Boeing promised software fix last year\, but airlines are still waiting

By Natalie Kitroeff, Jack Nicas and Thomas Kaplan

Weeks after a deadly crash involving a Boeing plane in October, company officials met separately with the pilot unions at Southwest Airlines and American Airlines. The officials said they planned to update the software for their 737 Max jets, the plane involved in the disaster, by around the end of 2018.

It was the last time the Southwest pilots union heard from Boeing, and months later, the carriers are still waiting for a fix. After a second 737 Max crashed in Ethiopia, US regulators said the software update would be ready by April.

“Boeing was going to have a software fix in the next five to six weeks,” said Michael Michaelis, the top safety official at the American Airlines pilots union and a Boeing 737 captain. “We told them, ‘Yeah, it can’t drag out.’ And well, here we are.”

This delay is now part of the intense scrutiny over Boeing’s response after the first air disaster, a Lion Air accident that killed 189 people in Indonesia. The second crash, involving an Ethiopian Airlines flight that killed 157 people, bore similarities to the first, pointing to potential problems with the automated system that requires the update.

The planned fix was “designed to detect the problem,” said Jon Weaks, the president of Southwest’s pilot union, “and keep it from recurring.” Boeing officials told Southwest union leaders that they didn’t believe any extra training was necessary beyond informing the pilots of how the software fix would function.

The potential similarities between the two crashes were central to regulators’ decision to ground the whole 737 Max line, a family of planes that has been in service for nearly two years. Boeing is now in damage control mode, as carriers cancel flights and try to limit disruptions. Boeing declined to comment for this article.

Along with the grounding, Boeing has been forced to halt deliveries of the jets, one of its best-selling planes. To qualify to fly the plane, the pilots at American were given a 56-minute iPad training and about a dozen white papers on the differences between the Max aircraft and previous 737 jets, union officials said.

Weaks of Southwest said his members were trained with an e-learning module on a company issued iPad that consisted of under three hours of video presentations about the differences between the Max and an earlier Boeing plane.

Both Southwest and American now say they expect to have simulators including the 737 Max systems by the end of this year. At least American ordered the simulator after the Lion Air crash.

The meetings last year between Boeing officials and the unions were cordial but direct. The pilots from Southwest and American who met with Boeing were frustrated that they hadn’t been notified of the newly installed software system in the 737 Max planes before the crash in Indonesia. The maneuvering characteristics augmentation system, or MCAS, is an automated system intended to prevent the plane from stalling.

“It was a very frank discussion,” said Michaelis, the union’s safety chairman. “This is to our knowledge the first time pilots were not informed of a major system on an airplane that could affect flight controls.”

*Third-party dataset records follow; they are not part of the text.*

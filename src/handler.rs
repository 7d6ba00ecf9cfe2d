//! Terminal handler trait and type erasure.
//!
//! Routes with different concrete handler types must live in one routing
//! table, so handlers are erased behind `Arc<dyn ErasedHandler>`. The cost
//! per request is one `Arc` clone and one virtual call.

use std::future::Future;
use std::pin::Pin;
use std::sync::Arc;

use crate::request::Request;
use crate::response::{IntoResponse, Response};

/// A heap-allocated, type-erased future resolving to a [`Response`].
pub type BoxFuture = Pin<Box<dyn Future<Output = Response> + Send + 'static>>;

/// Internal dispatch interface.
///
/// `#[doc(hidden)] pub` rather than `pub(crate)` because it appears in the
/// return type of the public [`Handler`] trait.
#[doc(hidden)]
pub trait ErasedHandler: Send + Sync + 'static {
    fn call(&self, req: Request) -> BoxFuture;
}

/// A type-erased handler shared across concurrent requests.
#[doc(hidden)]
pub type BoxedHandler = Arc<dyn ErasedHandler>;

/// Implemented for every valid terminal route handler.
///
/// You never implement this yourself — it is satisfied automatically by any
/// `async fn` (or closure returning a future) with the signature:
///
/// ```text
/// async fn name(req: Request) -> impl IntoResponse
/// ```
///
/// The trait is sealed: only the blanket impl below can satisfy it.
pub trait Handler: private::Sealed + Send + Sync + 'static {
    #[doc(hidden)]
    fn into_boxed_handler(self) -> BoxedHandler;
}

mod private {
    pub trait Sealed {}
}

impl<F, Fut, R> private::Sealed for F
where
    F: Fn(Request) -> Fut + Send + Sync + 'static,
    Fut: Future<Output = R> + Send + 'static,
    R: IntoResponse + Send + 'static,
{
}

impl<F, Fut, R> Handler for F
where
    F: Fn(Request) -> Fut + Send + Sync + 'static,
    Fut: Future<Output = R> + Send + 'static,
    R: IntoResponse + Send + 'static,
{
    fn into_boxed_handler(self) -> BoxedHandler {
        Arc::new(FnHandler(self))
    }
}

/// Bridges a concrete handler function into the trait-object world.
struct FnHandler<F>(F);

impl<F, Fut, R> ErasedHandler for FnHandler<F>
where
    F: Fn(Request) -> Fut + Send + Sync + 'static,
    Fut: Future<Output = R> + Send + 'static,
    R: IntoResponse + Send + 'static,
{
    fn call(&self, req: Request) -> BoxFuture {
        let fut = (self.0)(req);
        Box::pin(async move { fut.await.into_response() })
    }
}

The pilots demanded more information about the system. In response to the pilots’ request, Michaelis said, Boeing concurred.

The company has since provided the American pilots with basic information about MCAS, but it hasn’t updated the manual with a full explanation about how it works. The three American airlines that operate 737 Max aircraft — American and Southwest operate Max 8s and United f lies the Max 9 — have scrambled to limit any disruptions caused by the groundings.

The airlines have shifted other available aircraft to replace the jets, canceled less popular flights to use those aircraft for busier Max routes, and rebooked some flyers on other airlines.

Cancellations will vary by the day based on the availability of other aircraft. There were still some 737 Max jets flying in American skies on Thursday. The FAA granted the airlines permission to ferry their empty Max jets to new airports for long-term parking. American flew its planes from Miami, New York and Tampa, Florida, to places like Tulsa, Oklahoma, Orlando, Florida, and Mobile, Alabama.